EXERCISE INSTRUCTIONS: Every line in the data below that holds "collections" should be found and copied.

DATA EXTRACT:
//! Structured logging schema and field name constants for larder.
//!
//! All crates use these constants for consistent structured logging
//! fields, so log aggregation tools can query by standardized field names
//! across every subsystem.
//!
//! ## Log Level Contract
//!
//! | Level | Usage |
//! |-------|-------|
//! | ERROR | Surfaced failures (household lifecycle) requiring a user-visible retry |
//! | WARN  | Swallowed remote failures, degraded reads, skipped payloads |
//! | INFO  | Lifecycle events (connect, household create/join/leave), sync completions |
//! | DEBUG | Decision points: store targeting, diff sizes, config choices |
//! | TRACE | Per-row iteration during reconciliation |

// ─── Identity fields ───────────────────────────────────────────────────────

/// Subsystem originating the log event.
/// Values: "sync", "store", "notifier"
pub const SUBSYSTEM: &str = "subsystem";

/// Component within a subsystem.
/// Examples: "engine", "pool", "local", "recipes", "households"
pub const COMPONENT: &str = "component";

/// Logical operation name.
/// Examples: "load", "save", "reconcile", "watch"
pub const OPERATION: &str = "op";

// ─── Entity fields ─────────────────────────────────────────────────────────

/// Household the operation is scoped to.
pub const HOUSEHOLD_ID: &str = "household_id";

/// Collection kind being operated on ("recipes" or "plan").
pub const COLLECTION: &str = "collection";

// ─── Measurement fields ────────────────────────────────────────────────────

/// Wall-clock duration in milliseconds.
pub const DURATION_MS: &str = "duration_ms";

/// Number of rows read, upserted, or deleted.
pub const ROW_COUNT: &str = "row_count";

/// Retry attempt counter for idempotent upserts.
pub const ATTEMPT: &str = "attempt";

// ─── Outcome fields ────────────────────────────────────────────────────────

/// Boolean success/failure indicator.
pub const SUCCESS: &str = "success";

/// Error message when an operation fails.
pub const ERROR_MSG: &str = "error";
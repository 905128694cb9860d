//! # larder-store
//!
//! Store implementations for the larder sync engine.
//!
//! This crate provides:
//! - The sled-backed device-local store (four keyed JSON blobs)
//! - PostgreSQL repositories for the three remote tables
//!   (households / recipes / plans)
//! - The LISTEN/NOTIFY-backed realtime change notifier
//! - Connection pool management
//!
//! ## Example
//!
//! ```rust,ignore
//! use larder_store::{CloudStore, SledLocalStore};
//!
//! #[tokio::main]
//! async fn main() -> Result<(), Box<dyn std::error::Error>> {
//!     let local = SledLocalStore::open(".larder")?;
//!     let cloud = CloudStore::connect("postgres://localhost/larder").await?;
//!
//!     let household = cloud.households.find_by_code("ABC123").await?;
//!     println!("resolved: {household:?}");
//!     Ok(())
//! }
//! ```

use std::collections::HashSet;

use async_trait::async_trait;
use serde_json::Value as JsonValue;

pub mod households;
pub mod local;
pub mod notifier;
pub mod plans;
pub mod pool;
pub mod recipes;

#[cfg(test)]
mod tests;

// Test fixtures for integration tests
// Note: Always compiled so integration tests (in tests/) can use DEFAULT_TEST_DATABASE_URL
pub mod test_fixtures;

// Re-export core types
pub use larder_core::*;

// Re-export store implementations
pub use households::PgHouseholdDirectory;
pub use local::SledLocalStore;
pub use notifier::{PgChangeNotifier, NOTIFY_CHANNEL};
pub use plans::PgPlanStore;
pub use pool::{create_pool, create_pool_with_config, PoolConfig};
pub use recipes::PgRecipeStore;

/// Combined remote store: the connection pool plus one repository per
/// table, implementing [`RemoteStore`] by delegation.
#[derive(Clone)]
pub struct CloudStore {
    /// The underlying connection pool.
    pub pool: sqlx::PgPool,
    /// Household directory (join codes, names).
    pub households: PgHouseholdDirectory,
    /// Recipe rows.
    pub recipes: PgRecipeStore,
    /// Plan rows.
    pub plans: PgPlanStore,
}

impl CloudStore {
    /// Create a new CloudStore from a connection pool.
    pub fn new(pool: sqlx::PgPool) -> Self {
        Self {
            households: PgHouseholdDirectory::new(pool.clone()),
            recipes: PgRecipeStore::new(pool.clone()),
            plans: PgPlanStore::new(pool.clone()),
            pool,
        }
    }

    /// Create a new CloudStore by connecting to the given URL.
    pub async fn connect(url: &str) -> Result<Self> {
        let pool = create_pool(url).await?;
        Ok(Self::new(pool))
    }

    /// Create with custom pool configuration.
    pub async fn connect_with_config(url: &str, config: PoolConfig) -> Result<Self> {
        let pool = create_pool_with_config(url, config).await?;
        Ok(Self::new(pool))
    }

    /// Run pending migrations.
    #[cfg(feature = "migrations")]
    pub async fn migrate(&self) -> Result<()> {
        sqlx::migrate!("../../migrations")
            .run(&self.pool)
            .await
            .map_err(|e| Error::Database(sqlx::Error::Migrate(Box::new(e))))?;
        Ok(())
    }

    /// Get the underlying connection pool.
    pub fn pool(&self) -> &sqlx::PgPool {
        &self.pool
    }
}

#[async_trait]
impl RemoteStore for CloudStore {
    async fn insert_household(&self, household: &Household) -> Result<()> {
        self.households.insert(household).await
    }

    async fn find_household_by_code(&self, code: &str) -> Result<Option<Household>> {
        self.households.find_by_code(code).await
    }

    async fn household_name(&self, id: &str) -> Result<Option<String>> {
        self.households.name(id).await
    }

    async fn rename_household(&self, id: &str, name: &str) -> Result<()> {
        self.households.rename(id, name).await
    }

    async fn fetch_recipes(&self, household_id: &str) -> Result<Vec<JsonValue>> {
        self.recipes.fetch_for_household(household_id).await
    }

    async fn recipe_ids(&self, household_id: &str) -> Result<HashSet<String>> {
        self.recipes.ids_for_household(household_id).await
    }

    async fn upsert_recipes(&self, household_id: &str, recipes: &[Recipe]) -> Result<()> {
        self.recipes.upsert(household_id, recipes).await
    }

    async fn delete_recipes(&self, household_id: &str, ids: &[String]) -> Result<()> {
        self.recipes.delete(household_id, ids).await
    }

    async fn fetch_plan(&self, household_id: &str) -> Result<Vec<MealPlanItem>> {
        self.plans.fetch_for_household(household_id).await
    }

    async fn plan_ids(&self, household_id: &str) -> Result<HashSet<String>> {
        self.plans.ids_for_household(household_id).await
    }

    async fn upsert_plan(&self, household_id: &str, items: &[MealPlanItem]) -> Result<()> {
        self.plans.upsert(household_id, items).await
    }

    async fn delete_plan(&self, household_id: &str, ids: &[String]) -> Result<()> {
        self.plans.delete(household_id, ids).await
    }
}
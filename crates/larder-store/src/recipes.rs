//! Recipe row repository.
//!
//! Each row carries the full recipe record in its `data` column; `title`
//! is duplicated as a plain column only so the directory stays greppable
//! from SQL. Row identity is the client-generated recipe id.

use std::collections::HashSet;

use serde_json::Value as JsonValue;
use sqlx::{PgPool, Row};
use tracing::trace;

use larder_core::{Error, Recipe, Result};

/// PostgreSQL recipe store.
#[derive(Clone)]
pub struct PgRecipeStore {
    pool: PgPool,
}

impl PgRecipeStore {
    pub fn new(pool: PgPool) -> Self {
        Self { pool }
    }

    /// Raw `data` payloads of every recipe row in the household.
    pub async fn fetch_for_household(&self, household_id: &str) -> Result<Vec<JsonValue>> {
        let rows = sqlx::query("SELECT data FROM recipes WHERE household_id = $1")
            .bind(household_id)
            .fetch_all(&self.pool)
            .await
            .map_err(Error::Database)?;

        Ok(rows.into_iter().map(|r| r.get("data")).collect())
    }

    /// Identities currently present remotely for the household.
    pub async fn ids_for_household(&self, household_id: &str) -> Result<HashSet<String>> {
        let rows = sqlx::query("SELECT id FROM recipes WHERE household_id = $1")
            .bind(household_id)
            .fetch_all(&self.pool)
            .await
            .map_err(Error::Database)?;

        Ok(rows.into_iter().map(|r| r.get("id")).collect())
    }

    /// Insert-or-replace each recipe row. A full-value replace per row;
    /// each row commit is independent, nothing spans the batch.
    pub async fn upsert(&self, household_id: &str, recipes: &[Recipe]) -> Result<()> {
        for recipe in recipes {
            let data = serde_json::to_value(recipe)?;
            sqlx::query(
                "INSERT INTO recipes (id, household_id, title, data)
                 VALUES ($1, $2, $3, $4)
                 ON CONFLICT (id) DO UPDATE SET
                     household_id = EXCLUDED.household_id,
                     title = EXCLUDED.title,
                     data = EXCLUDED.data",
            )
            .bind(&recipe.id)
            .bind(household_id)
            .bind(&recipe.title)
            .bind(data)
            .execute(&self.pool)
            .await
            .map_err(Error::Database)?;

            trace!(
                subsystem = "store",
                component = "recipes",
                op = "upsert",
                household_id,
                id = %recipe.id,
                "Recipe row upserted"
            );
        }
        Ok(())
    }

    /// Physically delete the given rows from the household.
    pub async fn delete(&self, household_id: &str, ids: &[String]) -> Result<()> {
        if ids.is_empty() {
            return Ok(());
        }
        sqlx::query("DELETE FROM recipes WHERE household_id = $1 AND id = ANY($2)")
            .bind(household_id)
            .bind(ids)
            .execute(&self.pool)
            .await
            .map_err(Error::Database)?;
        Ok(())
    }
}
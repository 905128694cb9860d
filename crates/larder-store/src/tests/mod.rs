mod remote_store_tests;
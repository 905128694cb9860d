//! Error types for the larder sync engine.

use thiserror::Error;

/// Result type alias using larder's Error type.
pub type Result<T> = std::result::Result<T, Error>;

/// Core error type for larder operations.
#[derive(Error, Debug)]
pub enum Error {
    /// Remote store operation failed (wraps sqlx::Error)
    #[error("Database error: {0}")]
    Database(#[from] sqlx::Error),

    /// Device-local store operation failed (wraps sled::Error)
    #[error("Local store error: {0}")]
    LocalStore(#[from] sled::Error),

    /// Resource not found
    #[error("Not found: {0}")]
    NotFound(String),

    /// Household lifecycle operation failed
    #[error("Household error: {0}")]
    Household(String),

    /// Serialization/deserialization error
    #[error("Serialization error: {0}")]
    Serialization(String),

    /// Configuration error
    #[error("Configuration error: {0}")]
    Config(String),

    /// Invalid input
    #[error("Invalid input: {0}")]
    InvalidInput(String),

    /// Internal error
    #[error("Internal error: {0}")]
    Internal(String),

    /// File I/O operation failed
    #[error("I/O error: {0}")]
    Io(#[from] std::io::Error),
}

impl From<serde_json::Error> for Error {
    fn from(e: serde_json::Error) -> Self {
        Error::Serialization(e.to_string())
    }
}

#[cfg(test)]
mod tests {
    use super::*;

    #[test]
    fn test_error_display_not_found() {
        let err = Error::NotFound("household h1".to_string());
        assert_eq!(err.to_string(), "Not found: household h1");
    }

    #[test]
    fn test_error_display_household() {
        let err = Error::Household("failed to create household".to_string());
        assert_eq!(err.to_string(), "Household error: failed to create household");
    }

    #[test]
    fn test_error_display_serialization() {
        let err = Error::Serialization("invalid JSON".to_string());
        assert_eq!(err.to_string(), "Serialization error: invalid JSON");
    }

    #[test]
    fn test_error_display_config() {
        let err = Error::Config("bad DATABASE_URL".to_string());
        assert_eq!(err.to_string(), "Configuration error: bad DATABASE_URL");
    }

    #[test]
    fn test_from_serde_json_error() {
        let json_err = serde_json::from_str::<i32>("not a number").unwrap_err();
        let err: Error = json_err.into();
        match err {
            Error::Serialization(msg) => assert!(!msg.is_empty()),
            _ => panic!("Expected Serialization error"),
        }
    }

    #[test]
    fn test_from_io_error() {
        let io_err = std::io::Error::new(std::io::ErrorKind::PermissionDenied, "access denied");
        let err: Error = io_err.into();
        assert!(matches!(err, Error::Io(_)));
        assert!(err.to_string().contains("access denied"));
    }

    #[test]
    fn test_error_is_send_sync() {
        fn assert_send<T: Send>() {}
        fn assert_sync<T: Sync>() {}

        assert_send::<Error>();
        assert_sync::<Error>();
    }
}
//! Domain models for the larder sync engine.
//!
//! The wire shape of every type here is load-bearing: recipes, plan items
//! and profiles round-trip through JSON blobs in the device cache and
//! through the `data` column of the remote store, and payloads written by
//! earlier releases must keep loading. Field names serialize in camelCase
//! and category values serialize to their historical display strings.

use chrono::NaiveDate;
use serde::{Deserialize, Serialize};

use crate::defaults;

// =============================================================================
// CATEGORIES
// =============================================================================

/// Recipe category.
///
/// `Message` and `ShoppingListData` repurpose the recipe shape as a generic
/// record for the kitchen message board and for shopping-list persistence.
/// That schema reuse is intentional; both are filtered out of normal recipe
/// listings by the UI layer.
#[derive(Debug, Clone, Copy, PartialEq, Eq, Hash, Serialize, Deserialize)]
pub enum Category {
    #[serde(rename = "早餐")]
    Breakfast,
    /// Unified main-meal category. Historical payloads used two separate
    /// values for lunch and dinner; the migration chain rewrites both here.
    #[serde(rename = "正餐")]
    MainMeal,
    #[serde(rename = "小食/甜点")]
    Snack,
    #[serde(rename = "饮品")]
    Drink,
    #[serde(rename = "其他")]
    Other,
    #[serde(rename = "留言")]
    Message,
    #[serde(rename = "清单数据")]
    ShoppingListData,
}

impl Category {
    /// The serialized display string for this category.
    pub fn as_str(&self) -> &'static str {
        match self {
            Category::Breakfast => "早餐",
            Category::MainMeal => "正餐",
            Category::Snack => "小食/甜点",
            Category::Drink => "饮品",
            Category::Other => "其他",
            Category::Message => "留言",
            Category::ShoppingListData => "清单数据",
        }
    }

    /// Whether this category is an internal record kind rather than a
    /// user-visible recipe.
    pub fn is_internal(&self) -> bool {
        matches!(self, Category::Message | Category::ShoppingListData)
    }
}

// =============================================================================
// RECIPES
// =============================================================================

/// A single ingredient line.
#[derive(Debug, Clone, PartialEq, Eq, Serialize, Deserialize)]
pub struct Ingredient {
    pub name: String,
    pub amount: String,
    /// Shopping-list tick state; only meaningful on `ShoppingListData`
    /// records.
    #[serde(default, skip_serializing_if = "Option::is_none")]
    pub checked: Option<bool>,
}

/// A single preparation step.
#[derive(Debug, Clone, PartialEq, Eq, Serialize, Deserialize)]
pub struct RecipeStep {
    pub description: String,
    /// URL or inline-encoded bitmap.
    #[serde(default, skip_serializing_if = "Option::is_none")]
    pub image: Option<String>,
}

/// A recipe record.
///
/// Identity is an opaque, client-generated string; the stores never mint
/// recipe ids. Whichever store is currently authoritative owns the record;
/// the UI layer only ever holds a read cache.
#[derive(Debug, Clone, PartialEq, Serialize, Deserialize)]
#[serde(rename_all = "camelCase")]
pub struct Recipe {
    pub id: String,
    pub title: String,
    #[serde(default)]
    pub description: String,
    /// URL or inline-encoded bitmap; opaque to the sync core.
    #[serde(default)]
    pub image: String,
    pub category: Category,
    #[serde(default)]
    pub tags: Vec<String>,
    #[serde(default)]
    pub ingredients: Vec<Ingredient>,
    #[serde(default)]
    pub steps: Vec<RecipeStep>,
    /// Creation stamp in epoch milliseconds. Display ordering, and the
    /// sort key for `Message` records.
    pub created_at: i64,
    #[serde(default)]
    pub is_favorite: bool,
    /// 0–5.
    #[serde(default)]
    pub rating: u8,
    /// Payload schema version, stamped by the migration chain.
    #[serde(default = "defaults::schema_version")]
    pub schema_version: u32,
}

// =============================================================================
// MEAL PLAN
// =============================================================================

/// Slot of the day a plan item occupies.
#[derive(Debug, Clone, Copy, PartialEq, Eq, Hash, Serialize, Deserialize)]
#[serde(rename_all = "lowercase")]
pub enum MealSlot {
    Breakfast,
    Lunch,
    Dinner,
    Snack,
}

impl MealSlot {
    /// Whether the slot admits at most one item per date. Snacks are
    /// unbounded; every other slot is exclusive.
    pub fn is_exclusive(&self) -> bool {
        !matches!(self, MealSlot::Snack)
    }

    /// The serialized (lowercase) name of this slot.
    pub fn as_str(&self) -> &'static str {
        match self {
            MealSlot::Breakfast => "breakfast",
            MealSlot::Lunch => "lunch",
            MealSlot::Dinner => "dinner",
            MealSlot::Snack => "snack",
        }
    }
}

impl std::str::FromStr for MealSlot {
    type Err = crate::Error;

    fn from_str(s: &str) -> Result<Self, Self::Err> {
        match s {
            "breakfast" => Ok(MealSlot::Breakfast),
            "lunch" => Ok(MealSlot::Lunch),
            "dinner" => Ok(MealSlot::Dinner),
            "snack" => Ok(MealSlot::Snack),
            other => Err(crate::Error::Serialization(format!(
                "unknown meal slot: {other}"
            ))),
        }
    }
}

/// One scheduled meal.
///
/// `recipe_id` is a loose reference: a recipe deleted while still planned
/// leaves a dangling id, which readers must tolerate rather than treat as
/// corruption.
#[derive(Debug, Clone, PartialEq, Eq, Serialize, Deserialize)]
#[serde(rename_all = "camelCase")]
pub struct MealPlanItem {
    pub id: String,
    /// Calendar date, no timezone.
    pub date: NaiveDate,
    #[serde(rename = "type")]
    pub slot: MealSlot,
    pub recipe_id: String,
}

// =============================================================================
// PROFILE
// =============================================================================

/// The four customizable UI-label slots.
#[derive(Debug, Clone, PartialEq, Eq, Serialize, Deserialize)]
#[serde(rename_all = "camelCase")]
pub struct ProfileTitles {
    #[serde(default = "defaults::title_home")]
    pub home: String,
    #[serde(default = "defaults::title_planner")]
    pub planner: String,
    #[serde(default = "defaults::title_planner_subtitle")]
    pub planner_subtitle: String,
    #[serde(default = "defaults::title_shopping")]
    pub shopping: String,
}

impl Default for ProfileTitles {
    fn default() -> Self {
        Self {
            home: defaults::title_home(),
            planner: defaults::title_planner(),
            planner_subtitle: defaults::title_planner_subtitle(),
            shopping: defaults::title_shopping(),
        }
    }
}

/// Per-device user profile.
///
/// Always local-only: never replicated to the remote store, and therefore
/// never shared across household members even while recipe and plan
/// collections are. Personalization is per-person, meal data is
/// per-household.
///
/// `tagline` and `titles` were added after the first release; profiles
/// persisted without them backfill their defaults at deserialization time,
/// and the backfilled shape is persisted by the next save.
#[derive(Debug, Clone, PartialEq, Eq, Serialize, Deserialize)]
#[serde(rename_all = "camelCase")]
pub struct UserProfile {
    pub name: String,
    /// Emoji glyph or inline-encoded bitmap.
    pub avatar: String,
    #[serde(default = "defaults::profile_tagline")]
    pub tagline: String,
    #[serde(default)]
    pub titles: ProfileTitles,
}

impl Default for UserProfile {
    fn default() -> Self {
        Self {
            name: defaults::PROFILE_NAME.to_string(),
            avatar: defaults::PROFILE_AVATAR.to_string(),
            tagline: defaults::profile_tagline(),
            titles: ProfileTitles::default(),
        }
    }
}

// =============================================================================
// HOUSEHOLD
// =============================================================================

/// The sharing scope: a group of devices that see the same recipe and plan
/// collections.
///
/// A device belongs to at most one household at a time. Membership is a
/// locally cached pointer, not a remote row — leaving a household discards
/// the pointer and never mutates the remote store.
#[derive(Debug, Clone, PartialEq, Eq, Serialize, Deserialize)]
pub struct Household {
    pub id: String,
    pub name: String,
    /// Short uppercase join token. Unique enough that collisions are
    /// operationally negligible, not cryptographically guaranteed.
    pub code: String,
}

SOLUTION TO THE PROBLEM:
use std::collections::HashSet;
use std::collections::HashSet;
/// collections are. Personalization is per-person, meal data is
/// collections.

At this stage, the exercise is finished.